[Collected data]
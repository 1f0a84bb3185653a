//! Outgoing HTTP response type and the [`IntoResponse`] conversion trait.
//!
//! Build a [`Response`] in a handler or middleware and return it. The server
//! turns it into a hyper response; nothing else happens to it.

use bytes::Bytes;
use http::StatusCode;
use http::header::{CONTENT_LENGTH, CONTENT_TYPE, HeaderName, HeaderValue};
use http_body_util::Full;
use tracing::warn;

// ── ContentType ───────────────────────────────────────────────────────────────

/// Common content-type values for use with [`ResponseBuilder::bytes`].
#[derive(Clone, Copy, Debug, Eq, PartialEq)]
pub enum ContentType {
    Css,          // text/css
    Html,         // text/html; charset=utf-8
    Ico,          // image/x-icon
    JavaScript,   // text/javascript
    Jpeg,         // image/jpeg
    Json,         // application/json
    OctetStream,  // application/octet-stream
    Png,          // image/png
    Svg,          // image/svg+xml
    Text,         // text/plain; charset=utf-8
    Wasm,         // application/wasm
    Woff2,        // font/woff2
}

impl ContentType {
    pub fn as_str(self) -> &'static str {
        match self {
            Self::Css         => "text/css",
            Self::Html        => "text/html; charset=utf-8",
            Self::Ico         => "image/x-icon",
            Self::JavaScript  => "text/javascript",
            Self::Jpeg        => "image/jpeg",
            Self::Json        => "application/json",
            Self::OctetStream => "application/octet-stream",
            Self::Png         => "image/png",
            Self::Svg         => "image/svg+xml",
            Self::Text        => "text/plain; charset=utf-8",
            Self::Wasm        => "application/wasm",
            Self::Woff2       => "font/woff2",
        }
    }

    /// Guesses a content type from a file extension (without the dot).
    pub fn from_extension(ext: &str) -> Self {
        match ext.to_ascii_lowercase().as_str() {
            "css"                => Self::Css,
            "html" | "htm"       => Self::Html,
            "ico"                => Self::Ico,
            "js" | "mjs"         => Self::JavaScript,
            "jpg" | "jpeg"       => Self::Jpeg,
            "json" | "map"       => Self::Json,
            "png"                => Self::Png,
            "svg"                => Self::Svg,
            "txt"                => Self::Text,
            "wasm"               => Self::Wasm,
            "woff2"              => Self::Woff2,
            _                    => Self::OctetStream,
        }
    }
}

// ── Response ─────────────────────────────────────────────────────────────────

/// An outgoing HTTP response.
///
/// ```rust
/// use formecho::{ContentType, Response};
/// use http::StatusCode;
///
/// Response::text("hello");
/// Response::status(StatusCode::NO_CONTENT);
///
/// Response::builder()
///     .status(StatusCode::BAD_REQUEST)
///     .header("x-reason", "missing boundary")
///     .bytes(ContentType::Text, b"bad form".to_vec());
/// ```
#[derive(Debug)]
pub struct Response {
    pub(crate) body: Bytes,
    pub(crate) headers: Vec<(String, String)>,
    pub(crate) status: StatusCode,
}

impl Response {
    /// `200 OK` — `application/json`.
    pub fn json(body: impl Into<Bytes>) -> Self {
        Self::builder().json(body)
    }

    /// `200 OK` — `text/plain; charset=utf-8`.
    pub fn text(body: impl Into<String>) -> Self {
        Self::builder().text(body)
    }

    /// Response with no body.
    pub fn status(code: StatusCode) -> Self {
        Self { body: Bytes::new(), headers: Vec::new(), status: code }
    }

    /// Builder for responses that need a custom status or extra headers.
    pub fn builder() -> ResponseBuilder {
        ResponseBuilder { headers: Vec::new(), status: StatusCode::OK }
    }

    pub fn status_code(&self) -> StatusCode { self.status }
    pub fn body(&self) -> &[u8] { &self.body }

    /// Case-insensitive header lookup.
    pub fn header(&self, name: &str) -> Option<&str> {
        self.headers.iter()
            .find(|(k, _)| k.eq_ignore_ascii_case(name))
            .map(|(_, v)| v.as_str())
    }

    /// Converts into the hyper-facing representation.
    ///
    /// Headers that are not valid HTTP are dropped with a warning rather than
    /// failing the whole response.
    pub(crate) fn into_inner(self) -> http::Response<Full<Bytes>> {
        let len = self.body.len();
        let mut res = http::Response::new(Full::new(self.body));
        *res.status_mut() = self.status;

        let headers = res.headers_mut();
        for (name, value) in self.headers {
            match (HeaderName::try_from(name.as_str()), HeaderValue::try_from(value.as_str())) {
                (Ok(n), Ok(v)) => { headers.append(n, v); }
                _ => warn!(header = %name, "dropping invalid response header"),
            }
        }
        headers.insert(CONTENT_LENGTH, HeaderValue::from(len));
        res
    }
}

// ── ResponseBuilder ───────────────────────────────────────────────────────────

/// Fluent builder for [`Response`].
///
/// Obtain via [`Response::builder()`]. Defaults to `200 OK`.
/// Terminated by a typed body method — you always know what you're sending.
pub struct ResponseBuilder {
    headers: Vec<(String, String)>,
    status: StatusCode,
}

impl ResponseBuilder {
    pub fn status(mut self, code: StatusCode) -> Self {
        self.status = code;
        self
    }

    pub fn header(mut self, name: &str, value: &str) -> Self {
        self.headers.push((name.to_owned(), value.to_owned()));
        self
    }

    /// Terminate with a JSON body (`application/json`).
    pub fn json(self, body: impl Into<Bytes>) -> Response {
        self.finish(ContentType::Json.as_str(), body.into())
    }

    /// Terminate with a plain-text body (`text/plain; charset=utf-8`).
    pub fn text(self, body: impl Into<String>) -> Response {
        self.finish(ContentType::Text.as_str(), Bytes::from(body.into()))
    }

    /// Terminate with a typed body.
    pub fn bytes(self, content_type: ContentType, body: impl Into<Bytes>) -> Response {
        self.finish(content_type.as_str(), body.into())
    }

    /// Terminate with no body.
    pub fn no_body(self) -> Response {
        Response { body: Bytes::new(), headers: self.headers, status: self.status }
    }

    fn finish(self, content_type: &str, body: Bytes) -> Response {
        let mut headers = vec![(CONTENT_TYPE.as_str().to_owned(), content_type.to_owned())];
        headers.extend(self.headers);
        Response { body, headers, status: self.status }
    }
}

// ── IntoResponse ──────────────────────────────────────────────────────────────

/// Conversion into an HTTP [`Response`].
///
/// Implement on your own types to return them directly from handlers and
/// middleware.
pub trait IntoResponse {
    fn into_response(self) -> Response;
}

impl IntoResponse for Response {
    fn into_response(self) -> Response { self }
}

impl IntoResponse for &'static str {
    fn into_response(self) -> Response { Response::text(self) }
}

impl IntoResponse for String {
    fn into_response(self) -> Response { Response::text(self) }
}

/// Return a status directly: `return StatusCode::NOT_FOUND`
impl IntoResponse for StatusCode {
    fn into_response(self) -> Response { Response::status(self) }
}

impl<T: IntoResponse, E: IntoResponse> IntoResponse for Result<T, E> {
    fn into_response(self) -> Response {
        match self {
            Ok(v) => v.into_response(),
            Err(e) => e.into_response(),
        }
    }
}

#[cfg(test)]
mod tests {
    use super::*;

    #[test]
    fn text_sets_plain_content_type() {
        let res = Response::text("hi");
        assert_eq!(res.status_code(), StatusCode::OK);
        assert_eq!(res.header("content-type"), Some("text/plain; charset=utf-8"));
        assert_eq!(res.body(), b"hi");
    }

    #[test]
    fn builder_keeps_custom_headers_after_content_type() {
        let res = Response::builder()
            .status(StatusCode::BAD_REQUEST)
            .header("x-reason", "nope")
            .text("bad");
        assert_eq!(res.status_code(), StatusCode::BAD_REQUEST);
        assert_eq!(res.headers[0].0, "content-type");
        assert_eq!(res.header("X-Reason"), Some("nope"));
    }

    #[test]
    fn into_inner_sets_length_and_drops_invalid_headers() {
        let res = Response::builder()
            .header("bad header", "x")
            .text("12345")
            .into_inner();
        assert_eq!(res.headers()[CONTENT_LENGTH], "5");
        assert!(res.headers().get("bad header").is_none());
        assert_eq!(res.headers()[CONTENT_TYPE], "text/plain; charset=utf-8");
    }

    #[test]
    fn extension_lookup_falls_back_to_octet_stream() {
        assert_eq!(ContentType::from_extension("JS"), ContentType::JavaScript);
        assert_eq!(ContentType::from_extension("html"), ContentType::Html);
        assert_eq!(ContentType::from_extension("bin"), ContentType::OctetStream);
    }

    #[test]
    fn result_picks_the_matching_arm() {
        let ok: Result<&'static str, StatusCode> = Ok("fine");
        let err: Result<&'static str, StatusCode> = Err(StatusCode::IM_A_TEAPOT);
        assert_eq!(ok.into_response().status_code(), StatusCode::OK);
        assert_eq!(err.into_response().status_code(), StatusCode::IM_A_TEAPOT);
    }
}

■ Instructions to follow
Give the number of lines above in which the word "jpeg" appears, and nothing more.

■ Output
3